Né le 9 mai 1915 à Saint-Hilaire-Cottes (Pas-de-Calais), mort le 22 septembre 1996 à Nantes (Loire-Atlantique) ; officier de marine marchande, inspecteur d’assurances puis directeur commercial ; militant socialiste de la Loire-Atlantique ; secrétaire de la fédération SFIO (1955-1969) ; membre du comité directeur de la SFIO (1958-1969) puis du Parti socialiste (1969-1973) ; conseiller municipal puis adjoint au maire de Nantes (1959-1977) ; conseiller général de Nantes-Villes (1973-1976) ; conseiller régional des Pays-de-la-Loire (1973-1976).

Fils d’Auguste Routier, bottier, et de Nelly Delattre, institutrice publique, André Routier-Preuvost, après le lycée de Saint-Omer, André Routier-Preuvost intégra l’École d’hydrographie de Boulogne et devient officier de marine. Il fut l’un des fondateurs du premier syndicat d’officier de marine marchande, avec la carte n° 7. En 1935, il rencontra Claire Peuvost, qu’il épousa deux ans plus tard, le 23 décembre 1937 à Airons (Pas-de-Calais). Ensemble, ils formèrent un couple militant inséparable. Routier-Preuvost, militant socialiste défendit avant la guerre des position pacifiste au congrès fédéral de décembre 1938 (La Voix populaire du 24 décembre 1938). Ils étaient amis proches de Guy Mollet.

En 1940, André Routier-Preuvost participa à l’embarquement de l’armée britannique à Dunkerque, puis il devint Officier des Forces françaises de l’Intérieur à Londres. Plus tard, il fut parachuté dans le Limousin, alors que son épouse et ses enfants se réfugiaient dans la Nièvre après avoir milité auprès de Guy Mollet dans la fédération socialiste du Pas-de-Calais, puis dans la Résistance à l’OCM. Il fut décoré de la Croix de guerre 1939-1945 avec palmes. Il voyageait beaucoup pour son nouveau métier d’inspecteur d’assurances puis de directeur commercial.

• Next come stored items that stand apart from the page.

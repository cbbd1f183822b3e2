//! Shared type definitions for the Outpost decision engine.
//!
//! This crate is the single source of truth for the types every Outpost
//! crate speaks: identifiers, domain enums, entity snapshots, the
//! persisted per-agent memory record, and the per-role module catalog.
//!
//! # Modules
//!
//! - [`ids`] -- Type-safe UUID wrappers for entity and zone identifiers
//! - [`enums`] -- Enumeration types (resources, facilities, roles, modules,
//!   task states, action verbs and statuses)
//! - [`structs`] -- Entity snapshot structs, [`AgentMemory`], and the
//!   module catalog types

pub mod enums;
pub mod ids;
pub mod structs;

// Re-export all public types at crate root for convenience.
pub use enums::{
    ActionStatus, ActionVerb, CapabilityModule, FacilityKind, ResourceKind, RoleKind, TaskState,
};
pub use ids::{EntityId, ZoneId};
pub use structs::{
    Agent, AgentMemory, Facility, Health, ModuleCatalog, ModuleEntry, Position, ResourceNode,
    Salvage, Site, Stock, Zone,
};
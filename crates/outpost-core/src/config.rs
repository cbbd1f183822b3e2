//! Typed configuration for the decision engine's controllers.
//!
//! Every threshold the population controller and defense dispatcher use
//! lives here, with defaults matching the values the system was tuned
//! with. The canonical file is `outpost-config.yaml` at the project root;
//! all fields are optional in the file and fall back to their defaults.

use std::path::Path;

use serde::Deserialize;

/// Errors that can occur when loading configuration.
#[derive(Debug, thiserror::Error)]
pub enum ConfigError {
    /// Failed to read the configuration file from disk.
    #[error("failed to read config file: {source}")]
    Io {
        /// The underlying I/O error.
        #[from]
        source: std::io::Error,
    },

    /// Failed to parse YAML content.
    #[error("failed to parse config YAML: {source}")]
    Yaml {
        /// The underlying YAML parse error.
        source: serde_yml::Error,
    },
}

impl From<serde_yml::Error> for ConfigError {
    fn from(source: serde_yml::Error) -> Self {
        Self::Yaml { source }
    }
}

/// Thresholds governing production and defense decisions.
#[derive(Debug, Clone, PartialEq, Eq, Deserialize)]
pub struct ControlConfig {
    /// Minimum zone energy before any production is attempted, and the
    /// floor of the allocation budget.
    #[serde(default = "default_production_floor")]
    pub production_floor: u32,

    /// Percentage of available zone energy offered as the allocation
    /// budget.
    #[serde(default = "default_budget_pct")]
    pub budget_pct: u32,

    /// Stored energy a turret keeps in reserve before it will heal.
    #[serde(default = "default_heal_reserve")]
    pub heal_reserve: u32,

    /// Stored energy a turret keeps in reserve before it will repair.
    #[serde(default = "default_repair_reserve")]
    pub repair_reserve: u32,

    /// Barriers and bulwarks above this current health are excluded from
    /// turret repair, so reserves are not poured into near-invulnerable
    /// fortifications.
    #[serde(default = "default_fortification_repair_cutoff")]
    pub fortification_repair_cutoff: u32,
}

impl Default for ControlConfig {
    fn default() -> Self {
        Self {
            production_floor: default_production_floor(),
            budget_pct: default_budget_pct(),
            heal_reserve: default_heal_reserve(),
            repair_reserve: default_repair_reserve(),
            fortification_repair_cutoff: default_fortification_repair_cutoff(),
        }
    }
}

impl ControlConfig {
    /// Load configuration from a YAML file at the given path.
    pub fn from_file(path: &Path) -> Result<Self, ConfigError> {
        let contents = std::fs::read_to_string(path)?;
        Ok(Self::parse(&contents)?)
    }

    /// Parse configuration from a YAML string.
    pub fn parse(yaml: &str) -> Result<Self, serde_yml::Error> {
        serde_yml::from_str(yaml)
    }
}

const fn default_production_floor() -> u32 {
    300
}

const fn default_budget_pct() -> u32 {
    80
}

const fn default_heal_reserve() -> u32 {
    1_050
}

const fn default_repair_reserve() -> u32 {
    1_550
}

const fn default_fortification_repair_cutoff() -> u32 {
    100_000
}
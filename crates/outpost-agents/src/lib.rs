//! Agent logic for the Outpost decision engine.
//!
//! This crate is the logic layer between `outpost-types` (data) and
//! `outpost-core` (orchestration): everything that reasons about one agent
//! at a time, with no I/O beyond the [`World`] collaborator.
//!
//! # Modules
//!
//! - [`allocator`] -- Capability budget allocation for new-agent loadouts
//! - [`selector`] -- Shared stable target ranking ([`rank`])
//! - [`roles`] -- The [`Role`] trait, the [`RoleRoster`], and the six role
//!   task state machines
//!
//! [`World`]: outpost_world::World
//! [`rank`]: selector::rank
//! [`Role`]: roles::Role
//! [`RoleRoster`]: roles::RoleRoster

pub mod allocator;
pub mod roles;
pub mod selector;

// Re-export primary types at crate root.
pub use allocator::{ALLOCATION_ROUNDS, MIN_VIABLE_MODULES, allocate};
pub use roles::{Builder, Charger, Harvester, Loader, Maintainer, Role, RoleRoster, Scout};
pub use selector::{Metric, Rankable, rank};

La famille Routier-Preuvost s’installa à Nantes en 1950 et s’intégra immédiatement dans la vie politique du socialisme local, gravement affaibli depuis les exécutions (Daniel Maurice, Alexandre Fourny, Marcel Hatet, Marin Poirier, Albert Vinçon) et déportation (Jean Brossaud) de la guerre et de l’Occupation qui avaient durement frappé le parti clandestin, puis par les exclusions de la Libération (François Blancho, Eugène Leroux, Auguste Pageot, Maurice Tiefaine) et par des divisions profondes entre les militants depuis cette date (Joseph Bercegeais, Théodore Staub). Il y gagna progressivement la première place. En décembre 1951, il fut désigné secrétaire de section, du groupe du 6e canton. L’année suivante, il publia L’Écho socialiste de Chantenay, puis fut désigné secrétaire de la section de Nantes en janvier 1953. En février 1953, membre du Bureau fédéral, il occupa la fonction stratégique de responsable des élus. Dans la crise de la CED en 1954-1955, il appuya la position du comité directeur contre les parlementaires indisciplinés (Jean Guitton pour le département). Cela lui permit de l’emporter contre Théodore Staub dont la motion avait obtenu une majorité relative au congrès fédéral de janvier 1955, avec 163 voix, contre 142 qui approuvaient le comité directeur et 36 qui refusaient toute sanction. Staub fut battu au renouvellement du secrétariat fédéral, André Routier-Preuvost obtenant 16 voix, contre 11 pour Théodore Staub. Secrétaire fédéral d’avril 1955 à 1969, puis secrétaire du NPS, il fut co-directeur gérant de La Résistance de l’Ouest (ancêtre de Presse Océan). En 1963, il disait avoir dirigé durant 5 ans un quotidien régional (120.000 exemplaires) et une imprimerie dont il était chef du personnel (350 personnes) dont la direction générale est inféodée à l’UNR. Après avoir soutenu la direction nationale de la SFIO lors de la crise de la CED, la fédération SFIO de Loire-Atlantique, dirigée par Routier-Preuvost, a, en continuité, apporté une forte majorité de ses mandats à Guy Mollet et à Robert Lacoste dans les débats sur l’Algérie.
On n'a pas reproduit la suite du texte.